Conflict-of-interest statement: The authors state that they have no conflicts of interest.
Open-Access: This article is an open-access article that was selected by an in-house editor and fully peer-reviewed by external reviewers. It is distributed in accordance with the Creative Commons Attribution NonCommercial (CC BY-NC 4.0) license, which permits others to distribute, remix, adapt, build upon this work non-commercially, and license their derivative works on different terms, provided the original work is properly cited and the use is non-commercial. See: http://creativecommons.org/Licenses/by-nc/4.0/
Corresponding author: Stavros Spiliopoulos, MD, PhD, Associate Professor, 2nd Radiology Department, Interventional Radiology Unit, National and Kapodistrian University of Athens, 1st Rimini St, Chaidari, Athens 12461, Greece. stavspiliop@med.uoa.gr
Received: March 22, 2021
Peer-review started: March 22, 2021
First decision: June 16, 2021
Revised: June 28, 2021
Accepted: October 25, 2021
Article in press: October 25, 2021
Published online: December 15, 2021
Processing time: 267 Days and 2.6 Hours
Abstract

Pancreatic cancer is the 7th leading cause of death due to cancer in industrialized countries and the 11th most common cancer globally, with 458918 new cases (2.5% of all cancers) and 432242 deaths (4.5% of all cancer deaths) in 2018. Unfortunately, 80% to 90% of the patients present with unresectable disease, and the reported 5-year survival rate range between 10% and 25%, even after successful resection with tumor-free margins. Systemic chemotherapy, radiotherapy, and minimally invasive image-guided procedures that have emerged over the past years, are used for the management of non-operable PC. This review focuses on currently available non-surgical options of locally advanced pancreatic cancer.
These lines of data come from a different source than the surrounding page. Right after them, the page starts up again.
//! Single-instance permits, one per task kind.
//!
//! A slot is free or taken. Only the orchestrator takes slots (a single
//! compare-exchange, so a second attempt while taken is a no-op); the
//! [`SlotGuard`] handed to the job gives it back when dropped. Because the
//! release lives in `Drop`, it happens exactly once on every exit path,
//! including errors and panics inside the job.

use std::fmt;
use std::sync::atomic::{AtomicBool, AtomicU64, Ordering};
use std::sync::Arc;

use strata_types::ProofKind;

/// Every kind of background work the orchestrator launches.
#[derive(Clone, Copy, Debug, PartialEq, Eq, Hash)]
pub enum TaskKind {
    /// Idle proof and idle verify-result jobs.
    IdleChallenge,
    /// Service proof and service verify-result jobs.
    ServiceChallenge,
    ReportFiles,
    CalcTag,
    ReplaceIdle,
    ResizeSpace,
    SpaceManagement,
    Discovery,
}

impl TaskKind {
    pub const ALL: [TaskKind; 8] = [
        TaskKind::IdleChallenge,
        TaskKind::ServiceChallenge,
        TaskKind::ReportFiles,
        TaskKind::CalcTag,
        TaskKind::ReplaceIdle,
        TaskKind::ResizeSpace,
        TaskKind::SpaceManagement,
        TaskKind::Discovery,
    ];

    pub fn as_str(&self) -> &'static str {
        match self {
            Self::IdleChallenge => "idle_challenge",
            Self::ServiceChallenge => "service_challenge",
            Self::ReportFiles => "report_files",
            Self::CalcTag => "calc_tag",
            Self::ReplaceIdle => "replace_idle",
            Self::ResizeSpace => "resize_space",
            Self::SpaceManagement => "space_management",
            Self::Discovery => "discovery",
        }
    }

    /// The slot shared by proof and verify-result jobs of `kind`.
    pub fn for_proof(kind: ProofKind) -> Self {
        match kind {
            ProofKind::Idle => Self::IdleChallenge,
            ProofKind::Service => Self::ServiceChallenge,
        }
    }

    /// The proof kind this slot serves, if it is a challenge slot.
    pub fn proof_kind(&self) -> Option<ProofKind> {
        match self {
            Self::IdleChallenge => Some(ProofKind::Idle),
            Self::ServiceChallenge => Some(ProofKind::Service),
            _ => None,
        }
    }

    fn index(self) -> usize {
        self as usize
    }
}

impl fmt::Display for TaskKind {
    fn fmt(&self, f: &mut fmt::Formatter<'_>) -> fmt::Result {
        f.write_str(self.as_str())
    }
}

/// A binary permit for one task kind.
#[derive(Debug)]
pub struct TaskSlot {
    kind: TaskKind,
    taken: AtomicBool,
    acquired: AtomicU64,
    released: AtomicU64,
}

impl TaskSlot {
    /// A free slot.
    pub fn new(kind: TaskKind) -> Self {
        Self {
            kind,
            taken: AtomicBool::new(false),
            acquired: AtomicU64::new(0),
            released: AtomicU64::new(0),
        }
    }

    pub fn kind(&self) -> TaskKind {
        self.kind
    }

    pub fn is_free(&self) -> bool {
        !self.taken.load(Ordering::Acquire)
    }

    /// Take the slot if it is free.
    pub fn try_acquire(self: &Arc<Self>) -> Option<SlotGuard> {
        self.taken
            .compare_exchange(false, true, Ordering::AcqRel, Ordering::Acquire)
            .ok()?;
        self.acquired.fetch_add(1, Ordering::Relaxed);
        Some(SlotGuard {
            slot: Arc::clone(self),
        })
    }

    /// Times the slot has been taken.
    pub fn acquired(&self) -> u64 {
        self.acquired.load(Ordering::Relaxed)
    }

    /// Times the slot has been given back.
    pub fn released(&self) -> u64 {
        self.released.load(Ordering::Relaxed)
    }

    fn release(&self) {
        self.released.fetch_add(1, Ordering::Relaxed);
        self.taken.store(false, Ordering::Release);
    }
}

/// Proof of holding a slot. Dropping it frees the slot.
#[must_use = "dropping the guard frees the slot immediately"]
#[derive(Debug)]
pub struct SlotGuard {
    slot: Arc<TaskSlot>,
}

impl SlotGuard {
    pub fn kind(&self) -> TaskKind {
        self.slot.kind
    }
}

impl Drop for SlotGuard {
    fn drop(&mut self) {
        self.slot.release();
    }
}

/// One slot per [`TaskKind`], all free at construction.
#[derive(Debug)]
pub struct SlotSet {
    slots: Vec<Arc<TaskSlot>>,
}

impl SlotSet {
    pub fn new() -> Self {
        Self {
            slots: TaskKind::ALL
                .iter()
                .map(|kind| Arc::new(TaskSlot::new(*kind)))
                .collect(),
        }
    }

    pub fn slot(&self, kind: TaskKind) -> &Arc<TaskSlot> {
        &self.slots[kind.index()]
    }

    pub fn try_acquire(&self, kind: TaskKind) -> Option<SlotGuard> {
        self.slot(kind).try_acquire()
    }

    pub fn is_free(&self, kind: TaskKind) -> bool {
        self.slot(kind).is_free()
    }

    pub fn acquired(&self, kind: TaskKind) -> u64 {
        self.slot(kind).acquired()
    }

    pub fn released(&self, kind: TaskKind) -> u64 {
        self.slot(kind).released()
    }
}

impl Default for SlotSet {
    fn default() -> Self {
        Self::new()
    }
}
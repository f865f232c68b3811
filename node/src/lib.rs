//! Strata storage miner runtime.
//!
//! The orchestrator keeps this node's storage commitments provable: it polls
//! the chain for challenges, launches proof and verification jobs under
//! per-kind slots, keeps the continuous space-management and discovery jobs
//! alive, and maintains the peer and verifier registries those jobs share.
//! Everything outside that loop (chain RPC, proof cryptography, transport)
//! is reached through the traits in [`chain`] and [`jobs`].

pub mod chain;
pub mod config;
pub mod discovery;
pub mod dispatcher;
pub mod error;
pub mod jobs;
pub mod key;
pub mod logging;
pub mod metrics;
pub mod node;
pub mod orchestrator;
pub mod peer_registry;
pub mod poller;
pub mod shutdown;
pub mod slot;
pub mod tracing_spans;
pub mod verifier_registry;
pub mod withdraw;

pub use chain::{ChainClient, ChainError, StakingClient};
pub use config::{NodeConfig, Schedule};
pub use discovery::DiscoveryService;
pub use dispatcher::Dispatcher;
pub use error::NodeError;
pub use jobs::{ChallengeJob, Job, JobError, PeerDiscovery, TaskRunner, VerifyResultJob};
pub use key::{KeyError, VerificationKey};
pub use logging::{init_logging, LogFormat};
pub use metrics::NodeMetrics;
pub use node::StorageNode;
pub use orchestrator::{Collaborators, NodeStatus, Orchestrator, Phase, Registries};
pub use peer_registry::{PeerBook, PeerRegistry, PruneOutcome, RegistryError};
pub use poller::{ChallengePoller, TickOutcome, TickReport};
pub use shutdown::ShutdownController;
pub use slot::{SlotGuard, SlotSet, TaskKind, TaskSlot};
pub use verifier_registry::VerifierRegistry;
pub use withdraw::{check_cooldown, withdraw, WithdrawError};
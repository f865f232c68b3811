//! Nullable task runner: records every job and acts out a chosen behavior.

use std::collections::HashMap;
use std::sync::{Mutex, MutexGuard, PoisonError};

use async_trait::async_trait;
use tokio::sync::watch;

use strata_node::jobs::{ChallengeJob, Job, JobError, TaskRunner, VerifyResultJob};

/// What a job does once started.
#[derive(Clone, Copy, Debug, PartialEq, Eq)]
pub enum Behavior {
    /// Return `Ok` immediately.
    Succeed,
    /// Return a `JobError` immediately.
    Fail,
    /// Panic inside the job.
    Panic,
    /// Block until [`NullTaskRunner::release_held`] is called.
    Hold,
}

struct RunnerState {
    behaviors: HashMap<&'static str, Behavior>,
    started: Vec<Job>,
    finished: Vec<&'static str>,
    bootstrap_connects: Vec<Vec<String>>,
}

/// A test runner that never does real work.
///
/// Every job succeeds immediately by default, except space management,
/// which holds like the long-running filler it stands in for.
pub struct NullTaskRunner {
    state: Mutex<RunnerState>,
    gate: watch::Sender<bool>,
}

impl NullTaskRunner {
    pub fn new() -> Self {
        let (gate, _) = watch::channel(false);
        let mut behaviors = HashMap::new();
        behaviors.insert(Job::SpaceManagement.name(), Behavior::Hold);
        Self {
            state: Mutex::new(RunnerState {
                behaviors,
                started: Vec::new(),
                finished: Vec::new(),
                bootstrap_connects: Vec::new(),
            }),
            gate,
        }
    }

    fn state(&self) -> MutexGuard<'_, RunnerState> {
        self.state.lock().unwrap_or_else(PoisonError::into_inner)
    }

    /// Set the behavior of every job named `job` (see [`Job::name`]).
    pub fn set_behavior(&self, job: &'static str, behavior: Behavior) {
        self.state().behaviors.insert(job, behavior);
    }

    /// Let every held job (current and future) finish.
    pub fn release_held(&self) {
        self.gate.send_replace(true);
    }

    /// Every job started so far, in start order.
    pub fn started(&self) -> Vec<Job> {
        self.state().started.clone()
    }

    pub fn started_count(&self, job: &str) -> usize {
        self.state().started.iter().filter(|j| j.name() == job).count()
    }

    /// Names of jobs that returned (successfully or not), in order.
    pub fn finished(&self) -> Vec<&'static str> {
        self.state().finished.clone()
    }

    pub fn bootstrap_connects(&self) -> Vec<Vec<String>> {
        self.state().bootstrap_connects.clone()
    }

    async fn act(&self, job: Job) -> Result<(), JobError> {
        let name = job.name();
        let behavior = {
            let mut state = self.state();
            state.started.push(job);
            state
                .behaviors
                .get(name)
                .copied()
                .unwrap_or(Behavior::Succeed)
        };
        let result = match behavior {
            Behavior::Succeed => Ok(()),
            Behavior::Fail => Err(JobError::Failed(format!("{name} scripted to fail"))),
            Behavior::Panic => panic!("{name} scripted to panic"),
            Behavior::Hold => {
                let mut gate = self.gate.subscribe();
                // Sender lives as long as self; an error cannot happen here.
                let _ = gate.wait_for(|open| *open).await;
                Ok(())
            }
        };
        self.state().finished.push(name);
        result
    }
}

impl Default for NullTaskRunner {
    fn default() -> Self {
        Self::new()
    }
}

#[async_trait]
impl TaskRunner for NullTaskRunner {
    async fn idle_proof(&self, job: ChallengeJob) -> Result<(), JobError> {
        self.act(Job::IdleProof(job)).await
    }

    async fn service_proof(&self, job: ChallengeJob) -> Result<(), JobError> {
        self.act(Job::ServiceProof(job)).await
    }

    async fn idle_verify_result(&self, job: VerifyResultJob) -> Result<(), JobError> {
        self.act(Job::IdleVerifyResult(job)).await
    }

    async fn service_verify_result(&self, job: VerifyResultJob) -> Result<(), JobError> {
        self.act(Job::ServiceVerifyResult(job)).await
    }

    async fn report_files(&self) -> Result<(), JobError> {
        self.act(Job::ReportFiles).await
    }

    async fn calc_tag(&self) -> Result<(), JobError> {
        self.act(Job::CalcTag).await
    }

    async fn replace_idle(&self) -> Result<(), JobError> {
        self.act(Job::ReplaceIdle).await
    }

    async fn resize_space(&self) -> Result<(), JobError> {
        self.act(Job::ResizeSpace).await
    }

    async fn space_management(&self) -> Result<(), JobError> {
        self.act(Job::SpaceManagement).await
    }

    async fn connect_bootstrap(&self, peers: &[String]) -> Result<(), JobError> {
        self.state().bootstrap_connects.push(peers.to_vec());
        Ok(())
    }
}
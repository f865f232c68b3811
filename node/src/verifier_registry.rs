//! Verifier registry: verifying-worker accounts mapped to their network identity.
//!
//! Same lock discipline as the peer registry (exclusive for writes, shared
//! for reads, copies out) but no persistence. Entries are only ever
//! replaced by a newer announcement from the same account, never expired.

use std::collections::HashMap;
use std::sync::{PoisonError, RwLock, RwLockReadGuard, RwLockWriteGuard};

#[derive(Default)]
pub struct VerifierRegistry {
    workers: RwLock<HashMap<String, Vec<u8>>>,
}

impl VerifierRegistry {
    pub fn new() -> Self {
        Self::default()
    }

    /// Record or replace the identity announced by `account`.
    pub fn save(&self, account: &str, identity: Vec<u8>) {
        self.write_map().insert(account.to_string(), identity);
    }

    pub fn get(&self, account: &str) -> Option<Vec<u8>> {
        self.read_map().get(account).cloned()
    }

    pub fn len(&self) -> usize {
        self.read_map().len()
    }

    pub fn is_empty(&self) -> bool {
        self.read_map().is_empty()
    }

    /// Copy of every known worker account. Order is unspecified.
    pub fn list_accounts(&self) -> Vec<String> {
        self.read_map().keys().cloned().collect()
    }

    pub fn list_identities(&self) -> Vec<Vec<u8>> {
        self.read_map().values().cloned().collect()
    }

    /// Identities rendered as lowercase hex, for logs and operators.
    pub fn list_identities_encoded(&self) -> Vec<String> {
        self.read_map().values().map(hex::encode).collect()
    }

    fn read_map(&self) -> RwLockReadGuard<'_, HashMap<String, Vec<u8>>> {
        self.workers.read().unwrap_or_else(PoisonError::into_inner)
    }

    fn write_map(&self) -> RwLockWriteGuard<'_, HashMap<String, Vec<u8>>> {
        self.workers.write().unwrap_or_else(PoisonError::into_inner)
    }
}

#[cfg(test)]
mod tests {
    use super::*;

    #[test]
    fn save_replaces_identity() {
        let reg = VerifierRegistry::new();
        reg.save("alice", vec![1, 2]);
        reg.save("alice", vec![0xab]);
        assert_eq!(reg.len(), 1);
        assert_eq!(reg.get("alice"), Some(vec![0xab]));
        assert_eq!(reg.list_identities_encoded(), vec!["ab"]);
        assert_eq!(reg.get("bob"), None);
    }

    #[test]
    fn listings_are_copies() {
        let reg = VerifierRegistry::new();
        reg.save("alice", vec![1]);
        let mut accounts = reg.list_accounts();
        accounts.push("mallory".into());
        let mut ids = reg.list_identities();
        ids[0].push(9);
        assert_eq!(reg.list_accounts(), vec!["alice"]);
        assert_eq!(reg.get("alice"), Some(vec![1]));
    }
}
Keywords: Interventional radiology; Oncology; Radiotherapy; Pancreatic cancer; Ablation

Core Tip: Currently available non-surgical treatment options for locally advanced pancreatic cancer include systemic chemotherapy, radiotherapy, and minimally invasive image-guided procedures. The latter have emerged over the past years and include radiofrequency, microwave ablation, laser ablation, cryoablation, irreversible electroporation, high intensity focused ultrasound, and trans-arterial embolization procedures. Although initial results were not deemed satisfactory, mainly due to unacceptable complication rates, cumulative experience and technological advances have led to the improvement of outcomes of image-guided procedures and their incorporation in the treatment algorithm.